印鑑には、実印、銀行印、認印と呼ばれる種類があり、実印は役所に印鑑登録し、法律上の権利義務の発生が伴う重要な印鑑です。銀行印は、銀行や郵便局などの口座を開くときに届出する印鑑です。認印は、郵便物や宅急便の受取の際に利用したりなど、日常的に利用頻度の高い印鑑です。これらは厳密な形の違いで分かれているものではなく、銀行印を実印・認印と併用する人もいます。ただし、実印や銀行印は紛失・盗難を避けるために、認印とは別にして大切に保存しておくのが望ましいでしょう。
実印が必要な書類としては、契約書や遺言状などの公正証書の作成時や、不動産・マンションの取引時、自動車の取引、保険金や補償金を受け取るときなどがあります。
印鑑を作成する機会で多いのは、親から独立して一人立ちする時や社会に出る時ではないでしょうか。

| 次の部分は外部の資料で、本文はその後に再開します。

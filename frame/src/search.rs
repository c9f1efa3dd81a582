//! FILENAME: frame/src/search.rs
//! PURPOSE: Linear search over frame cells.
//! CONTEXT: The scan walks the row-major map in its iteration order, rows
//! outer and columns inner, and stops at the first match. There is no index
//! by value; worst case is the full cell count.

use std::fmt::Debug;
use std::hash::Hash;

use series::{cast, FromObservation, Observation};

use crate::error::{FrameError, FrameResult};
use crate::frame::Frame;

impl<R, C, V> Frame<R, C, V>
where
    R: Hash + Eq + Clone + Debug,
    C: Hash + Eq + Clone + Debug,
    V: Clone,
{
    /// First (row, col) whose cell satisfies the predicate, scanning rows
    /// outer / columns inner in insertion order.
    pub fn find<P>(&self, predicate: P) -> FrameResult<(R, C)>
    where
        P: Fn(&V) -> bool,
    {
        self.try_find(predicate).ok_or(FrameError::NoMatch)
    }

    /// Same scan as [`Frame::find`], but absence is not an error.
    pub fn try_find<P>(&self, predicate: P) -> Option<(R, C)>
    where
        P: Fn(&V) -> bool,
    {
        for (row, cells) in &self.rows {
            for (col, value) in cells {
                if predicate(value) {
                    return Some((row.clone(), col.clone()));
                }
            }
        }
        None
    }

    /// Equality form of [`Frame::find`].
    pub fn find_value(&self, target: &V) -> FrameResult<(R, C)>
    where
        V: PartialEq,
    {
        self.find(|value| value == target)
    }
}

impl<R, C> Frame<R, C, Observation>
where
    R: Hash + Eq + Clone + Debug,
    C: Hash + Eq + Clone + Debug,
{
    /// Typed scan: each cell is cast to `T` before the predicate runs.
    /// Null cells are skipped (a placeholder carries no observation); a
    /// non-null cell that cannot convert aborts the scan with a conversion
    /// error rather than being silently excluded.
    pub fn find_as<T, P>(&self, predicate: P) -> FrameResult<(R, C)>
    where
        T: FromObservation,
        P: Fn(&T) -> bool,
    {
        self.try_find_as(predicate)?.ok_or(FrameError::NoMatch)
    }

    /// Same typed scan; absence is `Ok(None)`, but a conversion failure is
    /// still an error.
    pub fn try_find_as<T, P>(&self, predicate: P) -> FrameResult<Option<(R, C)>>
    where
        T: FromObservation,
        P: Fn(&T) -> bool,
    {
        for (row, cells) in &self.rows {
            for (col, value) in cells {
                if value.is_null() {
                    continue;
                }
                let typed = cast::<T>(value)?;
                if predicate(&typed) {
                    return Ok(Some((row.clone(), col.clone())));
                }
            }
        }
        Ok(None)
    }
}

#[cfg(test)]
mod tests {
    use super::*;

    fn sample() -> Frame<&'static str, &'static str, i64> {
        Frame::from_rows(vec![
            ("rA", vec![("c1", 10), ("c2", 20)]),
            ("rB", vec![("c1", 30), ("c2", 20)]),
        ])
    }

    #[test]
    fn test_find_scan_order_is_row_outer() {
        let frame = sample();
        // Matches both (rA, c1) and (rB, c2); the row-major scan must
        // report the first in row-outer, column-inner order
        let hit = frame.find(|v| *v == 10 || *v == 20).unwrap();
        assert_eq!(hit, ("rA", "c1"));

        let hit = frame.find(|v| *v == 20).unwrap();
        assert_eq!(hit, ("rA", "c2"));
    }

    #[test]
    fn test_find_no_match() {
        let frame = sample();
        assert_eq!(frame.find(|v| *v > 99), Err(FrameError::NoMatch));
        assert_eq!(frame.try_find(|v| *v > 99), None);
        assert_eq!(frame.try_find(|v| *v == 30), Some(("rB", "c1")));
    }

    #[test]
    fn test_find_value() {
        let frame = sample();
        assert_eq!(frame.find_value(&30), Ok(("rB", "c1")));
        assert_eq!(frame.find_value(&31), Err(FrameError::NoMatch));
    }

    #[test]
    fn test_find_as_casts_cells() {
        let frame: Frame<&str, &str> = Frame::from_triples(vec![
            ("rA", "c1", Observation::Int(1)),
            ("rA", "c2", Observation::Int(7)),
        ]);
        let hit = frame.find_as::<i64, _>(|v| *v > 5).unwrap();
        assert_eq!(hit, ("rA", "c2"));

        // Int cells widen when scanned as floats
        let hit = frame.find_as::<f64, _>(|v| *v > 5.0).unwrap();
        assert_eq!(hit, ("rA", "c2"));
    }

    #[test]
    fn test_find_as_skips_nulls() {
        let frame: Frame<&str, &str> = Frame::from_triples(vec![
            ("rA", "c1", Observation::Null),
            ("rA", "c2", Observation::Int(7)),
        ]);
        let hit = frame.find_as::<i64, _>(|v| *v > 0).unwrap();
        assert_eq!(hit, ("rA", "c2"));
    }

    #[test]
    fn test_find_as_fails_loudly_on_kind_mismatch() {
        let frame: Frame<&str, &str> = Frame::from_triples(vec![
            ("rA", "c1", Observation::from("text")),
            ("rA", "c2", Observation::Int(7)),
        ]);
        assert!(matches!(
            frame.find_as::<i64, _>(|v| *v > 0),
            Err(FrameError::Series(_))
        ));
        assert!(frame.try_find_as::<i64, _>(|v| *v > 0).is_err());
    }
}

また、今では卒業式のお祝い品として印鑑を作成してくれる学校もあるそうです。

印鑑の素材について

何かと重要な書類や手続きの時にはその出番となる印鑑ですが、この印鑑を作成する際には、まず印鑑そのものの素材を選択しなければなりません。印鑑の素材は印材という言葉で呼ばれることもありますが、実に多くの種類があります。

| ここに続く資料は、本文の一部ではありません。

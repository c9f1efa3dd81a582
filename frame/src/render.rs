//! FILENAME: frame/src/render.rs
//! PURPOSE: Deterministic textual dump of a frame.
//! CONTEXT: The layout is a header row of column keys, a left gutter of
//! `ordinal row-key`, and fixed-width cells padded to the widest text in
//! each column. The output is stable for a given frame, so tests can
//! compare it verbatim; it is not a machine-readable format.

use smallvec::SmallVec;
use std::fmt;
use std::hash::Hash;

use crate::frame::Frame;

impl<R, C, V> fmt::Display for Frame<R, C, V>
where
    R: Hash + Eq + fmt::Display,
    C: Hash + Eq + fmt::Display,
    V: fmt::Display,
{
    fn fmt(&self, f: &mut fmt::Formatter<'_>) -> fmt::Result {
        let headers: Vec<String> = self.cols.keys().map(|col| col.to_string()).collect();
        let gutters: Vec<String> = self
            .rows
            .keys()
            .enumerate()
            .map(|(ordinal, row)| format!("{} {}", ordinal, row))
            .collect();

        // Cell texts in row-major order; a column missing from a row is an
        // empty cell
        let grid: Vec<Vec<String>> = self
            .rows
            .values()
            .map(|cells| {
                self.cols
                    .keys()
                    .map(|col| cells.get(col).map_or_else(String::new, |v| v.to_string()))
                    .collect()
            })
            .collect();

        let gutter_width = gutters.iter().map(|g| g.len()).max().unwrap_or(0);
        let mut widths: SmallVec<[usize; 8]> =
            headers.iter().map(|h| h.len()).collect();
        for row in &grid {
            for (i, cell) in row.iter().enumerate() {
                if cell.len() > widths[i] {
                    widths[i] = cell.len();
                }
            }
        }

        let mut line = String::new();
        render_line(&mut line, "", gutter_width, &headers, &widths);
        writeln!(f, "{}", line.trim_end())?;
        for (gutter, row) in gutters.iter().zip(grid.iter()) {
            line.clear();
            render_line(&mut line, gutter, gutter_width, row, &widths);
            writeln!(f, "{}", line.trim_end())?;
        }
        Ok(())
    }
}

fn render_line(
    line: &mut String,
    gutter: &str,
    gutter_width: usize,
    cells: &[String],
    widths: &[usize],
) {
    line.push_str(&format!("{:<width$}", gutter, width = gutter_width));
    for (cell, width) in cells.iter().zip(widths.iter()) {
        line.push(' ');
        line.push_str(&format!("{:<width$}", cell, width = width));
    }
}

#[cfg(test)]
mod tests {
    use super::*;
    use series::Observation;

    #[test]
    fn test_dump_is_deterministic() {
        let frame: Frame<&str, &str, i64> = Frame::from_rows(vec![
            ("rA", vec![("c1", 1), ("c2", 22)]),
            ("rB", vec![("c1", 333)]),
        ]);
        let expected = "     c1  c2\n0 rA 1   22\n1 rB 333\n";
        assert_eq!(frame.to_string(), expected);
        // Stable across repeated renders
        assert_eq!(frame.to_string(), expected);
    }

    #[test]
    fn test_dump_pads_to_widest_text() {
        let frame: Frame<&str, &str> = Frame::from_rows(vec![
            ("r1", vec![("name", Observation::from("alpha"))]),
            ("r2", vec![("name", Observation::from("x"))]),
        ]);
        assert_eq!(frame.to_string(), "     name\n0 r1 alpha\n1 r2 x\n");
    }

    #[test]
    fn test_dump_renders_nulls_as_blank() {
        let mut frame: Frame<&str, &str> = Frame::new();
        frame.set("r1", "c1", Observation::Int(1));
        let _ = frame.get("r2", "c1");
        assert_eq!(frame.to_string(), "     c1\n0 r1 1\n1 r2\n");
    }
}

大別すると、動物の牙や骨、金属、石、植物、陶磁、プラスチックなどがあります。
そして、それらを細かく見てみると、金属には金、白金、青銅や銅の合金や鉄、チタンなどがあります。動物の牙や骨などでは、象牙、鯨の骨、水牛の角、鹿の角、貝殻、べっこうなどがあります。次に石ですが、天然石と人工石があり、天然石には翡翠(ヒスイ)、虎目石(タイガーアイ)、メノウ、コーラルアゲート、ローズクォーツ、水晶などがあります。人工石としては、水晶、黄水晶、アメジスト、ルビーなどがあります。金属では有名なのは金で、歴史的にも金で出来た金印は朽ちることなく、とても貴重なものとされてきました。

印鑑の文字の書体について

印鑑を作成する場合、素材の次に決めるのは文字の書体です。
印鑑としての機能は大きく違いはありませんが、文字の書体はその印鑑を用いる場面などに合わせて決められることが多いようです。
代表的な書体としては、楷書体、行書体、草書体、篆書体(てんしょたい)、隷書体(れいしょたい)などがあげられます。

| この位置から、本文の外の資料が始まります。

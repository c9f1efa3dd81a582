//! FILENAME: series/src/error.rs

use thiserror::Error;

#[derive(Error, Debug, Clone, PartialEq, Eq)]
pub enum SeriesError {
    #[error("key not found: {0}")]
    KeyNotFound(String),

    #[error("length mismatch: expected {expected}, got {actual}")]
    LengthMismatch { expected: usize, actual: usize },

    #[error("cannot convert {from} to {to}")]
    TypeConversion { from: String, to: String },
}

pub type SeriesResult<T> = Result<T, SeriesError>;
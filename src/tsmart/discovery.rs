use std::net::{IpAddr, Ipv4Addr, SocketAddr};
use std::time::Duration;

use tracing::{debug, info};

use crate::error::{Error, Result};

use super::RequestKind;
use super::codec::encode_request;
use super::transport::{bind, recv_reply};

/// Limited broadcast address on the controller's port.
pub fn broadcast_destination(port: u16) -> SocketAddr {
    SocketAddr::new(IpAddr::V4(Ipv4Addr::BROADCAST), port)
}

/// Broadcast a discovery request and return the address of the first
/// responder. Any sender is accepted.
pub async fn discover(local: SocketAddr, destination: SocketAddr, timeout: Duration) -> Result<IpAddr> {
    let socket = bind(local, true).await?;
    socket
        .send_to(&encode_request(RequestKind::Discovery), destination)
        .await?;
    debug!("Discovery request sent to {}", destination);

    match recv_reply(&socket, timeout, None).await? {
        Some((data, from)) => {
            info!("Discovered T-Smart at {} ({} byte reply)", from.ip(), data.len());
            Ok(from.ip())
        }
        None => Err(Error::NotFound(timeout)),
    }
}
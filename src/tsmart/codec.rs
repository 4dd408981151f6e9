use crate::error::{Error, Result};

use super::{DeviceState, RequestKind};

const DISCOVERY_PAYLOAD: [u8; 4] = [0x01, 0x00, 0x00, 0x54];
const CONFIGURATION_READ_PAYLOAD: [u8; 4] = [0x21, 0x00, 0x00, 0x74];
const CONTROL_READ_PAYLOAD: [u8; 4] = [0xF1, 0x00, 0x00, 0xA4];

// Control-read reply layout.
const POWER_OFFSET: usize = 3;
const SET_POINT_OFFSET: usize = 4;
const MODE_OFFSET: usize = 6;
const TEMPERATURE_OFFSET: usize = 7;
const HEATING_OFFSET: usize = 9;

/// Shortest control-read reply that carries every field.
pub const MIN_CONTROL_RESPONSE_LEN: usize = HEATING_OFFSET + 1;

pub const fn encode_request(kind: RequestKind) -> [u8; 4] {
    match kind {
        RequestKind::Discovery => DISCOVERY_PAYLOAD,
        RequestKind::ConfigurationRead => CONFIGURATION_READ_PAYLOAD,
        RequestKind::ControlRead => CONTROL_READ_PAYLOAD,
    }
}

/// Decode a control-read reply.
///
/// The protocol has no checksum, so any datagram of at least
/// [`MIN_CONTROL_RESPONSE_LEN`] bytes is accepted. Trailing bytes are ignored.
pub fn decode_control_response(data: &[u8]) -> Result<DeviceState> {
    if data.len() < MIN_CONTROL_RESPONSE_LEN {
        return Err(Error::MalformedResponse {
            len: data.len(),
            min: MIN_CONTROL_RESPONSE_LEN,
        });
    }

    Ok(DeviceState {
        current_temperature: read_tenths(data, TEMPERATURE_OFFSET),
        set_point: read_tenths(data, SET_POINT_OFFSET),
        mode: data[MODE_OFFSET],
        heating: data[HEATING_OFFSET] & 0x01 != 0,
        power: data[POWER_OFFSET] & 0x01 != 0,
    })
}

/// Little-endian i16 in tenths of a degree.
fn read_tenths(data: &[u8], offset: usize) -> f64 {
    let raw = i16::from_le_bytes([data[offset], data[offset + 1]]);
    f64::from(raw) / 10.0
}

楷書体は一画一画をきっちりと書く、現代で一般的に使われる文字に近いものです。そのまま見ても比較的読みやすい文字体であるため、認印に用いられることが多いようです。行書体は楷書体と比べると、少しやわらかく崩した感じの文字体です。草書体はこれら2つと比べると大変読みにくい文字体で、一文字ごとに省略や簡略の方法を覚えないと読むことが出来ません。そのため、印鑑作成においてはあまり用いられていないようです。篆書体は、法人の印鑑作成の時によく使われる文字体で、個人の実印としても作成されることが多い文字体です。隷書体も楷書体や行書体と同じく、比較的読みやすい文字体で、印鑑作成においては用途を問うことなく用いられる場合が多い文字体です。
このように一口に印鑑と言っても、素材と書体の組み合わせによって、様々なバリエーションが存在します。